PROBLEM DESCRIPTION: Write out all the data again, exactly as shown.

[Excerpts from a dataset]
//! Deterministic generation cache
//!
//! External generation calls are keyed by `(model, prompt)`, stored on first
//! use and only trusted unattended after a human has verified them.

pub mod cache;
pub mod cached;
pub mod client;
pub mod rate_limit;

pub use cache::{
    prompt_hash, CacheEntry, CacheStats, CacheStore, MemoryCacheStore, SqliteCacheStore, UnavailableStore,
};
pub use cached::{CacheOutcome, CacheStatus, CachedGenerator, LookupContext};
pub use client::{client_for, GenerationClient, OllamaClient, OpenAiClient};
pub use rate_limit::{limiter_for, NoOpLimiter, RateLimiter, TokenBucket};
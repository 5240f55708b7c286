//! Tesseract OCR engine.
//!
//! Runs tesseract via command line in TSV mode so every word comes back with
//! its own confidence.

use super::{OcrEngine, OcrToken};
use crate::error::OcrError;
use crate::types::Bitmap;
use std::process::Command;
use tempfile::TempDir;

pub struct TesseractEngine {
    binary: String,
}

impl TesseractEngine {
    pub fn new() -> Self {
        Self {
            binary: "tesseract".to_string(),
        }
    }

    /// Use a tesseract binary at a non-default location
    pub fn with_binary(binary: impl Into<String>) -> Self {
        Self {
            binary: binary.into(),
        }
    }
}

impl Default for TesseractEngine {
    fn default() -> Self {
        Self::new()
    }
}

impl OcrEngine for TesseractEngine {
    fn recognize(&self, bitmap: &Bitmap, language: &str) -> Result<Vec<OcrToken>, OcrError> {
        let temp_dir = TempDir::new()?;
        let image_path = temp_dir.path().join("region.png");
        std::fs::write(&image_path, &bitmap.png)?;

        let output = Command::new(&self.binary)
            .arg(&image_path)
            .arg("stdout")
            .args(["-l", language])
            .args(["--dpi", &bitmap.dpi.to_string()])
            .arg("tsv")
            .output();

        match output {
            Ok(output) if output.status.success() => {
                Ok(parse_tsv(&String::from_utf8_lossy(&output.stdout)))
            }
            Ok(output) => {
                let stderr = String::from_utf8_lossy(&output.stderr);
                Err(OcrError::RecognitionFailed(format!(
                    "tesseract failed: {}",
                    stderr.trim()
                )))
            }
            Err(e) if e.kind() == std::io::ErrorKind::NotFound => Err(
                OcrError::BackendNotAvailable("tesseract not found (install tesseract-ocr)".into()),
            ),
            Err(e) => Err(OcrError::Io(e)),
        }
    }

    fn name(&self) -> &str {
        "tesseract"
    }

    fn is_available(&self) -> bool {
        Command::new(&self.binary)
            .arg("--version")
            .output()
            .map(|o| o.status.success())
            .unwrap_or(false)
    }
}

/// Parse tesseract TSV output into word tokens.
///
/// Columns: level page_num block_num par_num line_num word_num left top width
/// height conf text. Only word rows (level 5) with a non-negative confidence
/// and non-empty text are kept; conf is 0-100.
pub fn parse_tsv(tsv: &str) -> Vec<OcrToken> {
    tsv.lines()
        .skip(1)
        .filter_map(|line| {
            let cols: Vec<&str> = line.split('\t').collect();
            if cols.len() < 12 || cols[0] != "5" {
                return None;
            }
            let conf: f32 = cols[10].trim().parse().ok()?;
            let text = cols[11].trim();
            if conf < 0.0 || text.is_empty() {
                return None;
            }
            Some(OcrToken::new(text, (conf / 100.0).clamp(0.0, 1.0)))
        })
        .collect()
}

#[cfg(test)]
mod tests {
    use super::*;

    #[test]
    fn parses_word_rows_only() {
        let tsv = "level\tpage_num\tblock_num\tpar_num\tline_num\tword_num\tleft\ttop\twidth\theight\tconf\ttext\n\
1\t1\t0\t0\t0\t0\t0\t0\t100\t40\t-1\t\n\
5\t1\t1\t1\t1\t1\t10\t10\t30\t12\t91.5\tFigure\n\
5\t1\t1\t1\t1\t2\t45\t10\t10\t12\t-1\t \n\
5\t1\t1\t1\t1\t3\t60\t10\t10\t12\t78\t3\n";
        let tokens = parse_tsv(tsv);
        assert_eq!(tokens.len(), 2);
        assert_eq!(tokens[0].text, "Figure");
        assert!((tokens[0].confidence - 0.915).abs() < 1e-6);
        assert_eq!(tokens[1].text, "3");
    }

    #[test]
    fn missing_binary_is_backend_unavailable() {
        let engine = TesseractEngine::with_binary("definitely-not-tesseract-binary");
        let bitmap = Bitmap {
            png: vec![0u8; 4],
            dpi: 300,
        };
        let err = engine.recognize(&bitmap, "eng").unwrap_err();
        assert!(matches!(err, OcrError::BackendNotAvailable(_)));
        assert!(!engine.is_available());
    }
}
/// Page 1: one text block, one picture and 48 graphics regions laid out in a
/// grid below the text. Page 2: three text blocks and two graphics regions.
fn two_page_fixture() -> Vec<RawPage> {
    let mut page1_regions = vec![RawRegion {
        bbox: bb(400.0, 72.0, 540.0, 140.0),
        kind: RegionKind::Raster,
        image_ref: Some("logo.png".into()),
    }];
    for i in 0..48 {
        let col = (i % 8) as f32;
        let row = (i / 8) as f32;
        let x0 = 40.0 + col * 65.0;
        let y0 = 200.0 + row * 80.0;
        page1_regions.push(region(RegionKind::Vector, bb(x0, y0, x0 + 50.0, y0 + 60.0)));
    }
    let page1 = page(
        1,
        vec![text_block("Interface specification", bb(72.0, 72.0, 300.0, 90.0))],
        page1_regions,
    );

    let page2 = page(
        2,
        vec![
            text_block("Message OBS.R01 carries results", bb(72.0, 72.0, 400.0, 90.0)),
            text_block("Each result is one segment", bb(72.0, 120.0, 400.0, 138.0)),
            text_block("Figure 3 wiring", bb(72.0, 600.0, 300.0, 618.0)),
        ],
        vec![
            region(RegionKind::Vector, bb(72.0, 300.0, 250.0, 500.0)),
            region(RegionKind::Vector, bb(300.0, 300.0, 500.0, 500.0)),
        ],
    );
    vec![page1, page2]
}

EXERCISE RESPONSE:
//! Deterministic generation cache
//!
//! External generation calls are keyed by `(model, prompt)`, stored on first
//! use and only trusted unattended after a human has verified them.

pub mod cache;
pub mod cached;
pub mod client;
pub mod rate_limit;

pub use cache::{
    prompt_hash, CacheEntry, CacheStats, CacheStore, MemoryCacheStore, SqliteCacheStore, UnavailableStore,
};
pub use cached::{CacheOutcome, CacheStatus, CachedGenerator, LookupContext};
pub use client::{client_for, GenerationClient, OllamaClient, OpenAiClient};
pub use rate_limit::{limiter_for, NoOpLimiter, RateLimiter, TokenBucket};
repository 5240f55708b7c286
//! Tesseract OCR engine.
//!
//! Runs tesseract via command line in TSV mode so every word comes back with
//! its own confidence.

use super::{OcrEngine, OcrToken};
use crate::error::OcrError;
use crate::types::Bitmap;
use std::process::Command;
use tempfile::TempDir;

pub struct TesseractEngine {
    binary: String,
}

impl TesseractEngine {
    pub fn new() -> Self {
        Self {
            binary: "tesseract".to_string(),
        }
    }

    /// Use a tesseract binary at a non-default location
    pub fn with_binary(binary: impl Into<String>) -> Self {
        Self {
            binary: binary.into(),
        }
    }
}

impl Default for TesseractEngine {
    fn default() -> Self {
        Self::new()
    }
}

impl OcrEngine for TesseractEngine {
    fn recognize(&self, bitmap: &Bitmap, language: &str) -> Result<Vec<OcrToken>, OcrError> {
        let temp_dir = TempDir::new()?;
        let image_path = temp_dir.path().join("region.png");
        std::fs::write(&image_path, &bitmap.png)?;

        let output = Command::new(&self.binary)
            .arg(&image_path)
            .arg("stdout")
            .args(["-l", language])
            .args(["--dpi", &bitmap.dpi.to_string()])
            .arg("tsv")
            .output();

        match output {
            Ok(output) if output.status.success() => {
                Ok(parse_tsv(&String::from_utf8_lossy(&output.stdout)))
            }
            Ok(output) => {
                let stderr = String::from_utf8_lossy(&output.stderr);
                Err(OcrError::RecognitionFailed(format!(
                    "tesseract failed: {}",
                    stderr.trim()
                )))
            }
            Err(e) if e.kind() == std::io::ErrorKind::NotFound => Err(
                OcrError::BackendNotAvailable("tesseract not found (install tesseract-ocr)".into()),
            ),
            Err(e) => Err(OcrError::Io(e)),
        }
    }

    fn name(&self) -> &str {
        "tesseract"
    }

    fn is_available(&self) -> bool {
        Command::new(&self.binary)
            .arg("--version")
            .output()
            .map(|o| o.status.success())
            .unwrap_or(false)
    }
}

/// Parse tesseract TSV output into word tokens.
///
/// Columns: level page_num block_num par_num line_num word_num left top width
/// height conf text. Only word rows (level 5) with a non-negative confidence
/// and non-empty text are kept; conf is 0-100.
pub fn parse_tsv(tsv: &str) -> Vec<OcrToken> {
    tsv.lines()
        .skip(1)
        .filter_map(|line| {
            let cols: Vec<&str> = line.split('\t').collect();
            if cols.len() < 12 || cols[0] != "5" {
                return None;
            }
            let conf: f32 = cols[10].trim().parse().ok()?;
            let text = cols[11].trim();
            if conf < 0.0 || text.is_empty() {
                return None;
            }
            Some(OcrToken::new(text, (conf / 100.0).clamp(0.0, 1.0)))
        })
        .collect()
}

#[cfg(test)]
mod tests {
    use super::*;

    #[test]
    fn parses_word_rows_only() {
        let tsv = "level\tpage_num\tblock_num\tpar_num\tline_num\tword_num\tleft\ttop\twidth\theight\tconf\ttext\n\
1\t1\t0\t0\t0\t0\t0\t0\t100\t40\t-1\t\n\
5\t1\t1\t1\t1\t1\t10\t10\t30\t12\t91.5\tFigure\n\
5\t1\t1\t1\t1\t2\t45\t10\t10\t12\t-1\t \n\
5\t1\t1\t1\t1\t3\t60\t10\t10\t12\t78\t3\n";
        let tokens = parse_tsv(tsv);
        assert_eq!(tokens.len(), 2);
        assert_eq!(tokens[0].text, "Figure");
        assert!((tokens[0].confidence - 0.915).abs() < 1e-6);
        assert_eq!(tokens[1].text, "3");
    }

    #[test]
    fn missing_binary_is_backend_unavailable() {
        let engine = TesseractEngine::with_binary("definitely-not-tesseract-binary");
        let bitmap = Bitmap {
            png: vec![0u8; 4],
            dpi: 300,
        };
        let err = engine.recognize(&bitmap, "eng").unwrap_err();
        assert!(matches!(err, OcrError::BackendNotAvailable(_)));
        assert!(!engine.is_available());
    }
}
/// Page 1: one text block, one picture and 48 graphics regions laid out in a
/// grid below the text. Page 2: three text blocks and two graphics regions.
fn two_page_fixture() -> Vec<RawPage> {
    let mut page1_regions = vec![RawRegion {
        bbox: bb(400.0, 72.0, 540.0, 140.0),
        kind: RegionKind::Raster,
        image_ref: Some("logo.png".into()),
    }];
    for i in 0..48 {
        let col = (i % 8) as f32;
        let row = (i / 8) as f32;
        let x0 = 40.0 + col * 65.0;
        let y0 = 200.0 + row * 80.0;
        page1_regions.push(region(RegionKind::Vector, bb(x0, y0, x0 + 50.0, y0 + 60.0)));
    }
    let page1 = page(
        1,
        vec![text_block("Interface specification", bb(72.0, 72.0, 300.0, 90.0))],
        page1_regions,
    );

    let page2 = page(
        2,
        vec![
            text_block("Message OBS.R01 carries results", bb(72.0, 72.0, 400.0, 90.0)),
            text_block("Each result is one segment", bb(72.0, 120.0, 400.0, 138.0)),
            text_block("Figure 3 wiring", bb(72.0, 600.0, 300.0, 618.0)),
        ],
        vec![
            region(RegionKind::Vector, bb(72.0, 300.0, 250.0, 500.0)),
            region(RegionKind::Vector, bb(300.0, 300.0, 500.0, 500.0)),
        ],
    );
    vec![page1, page2]
}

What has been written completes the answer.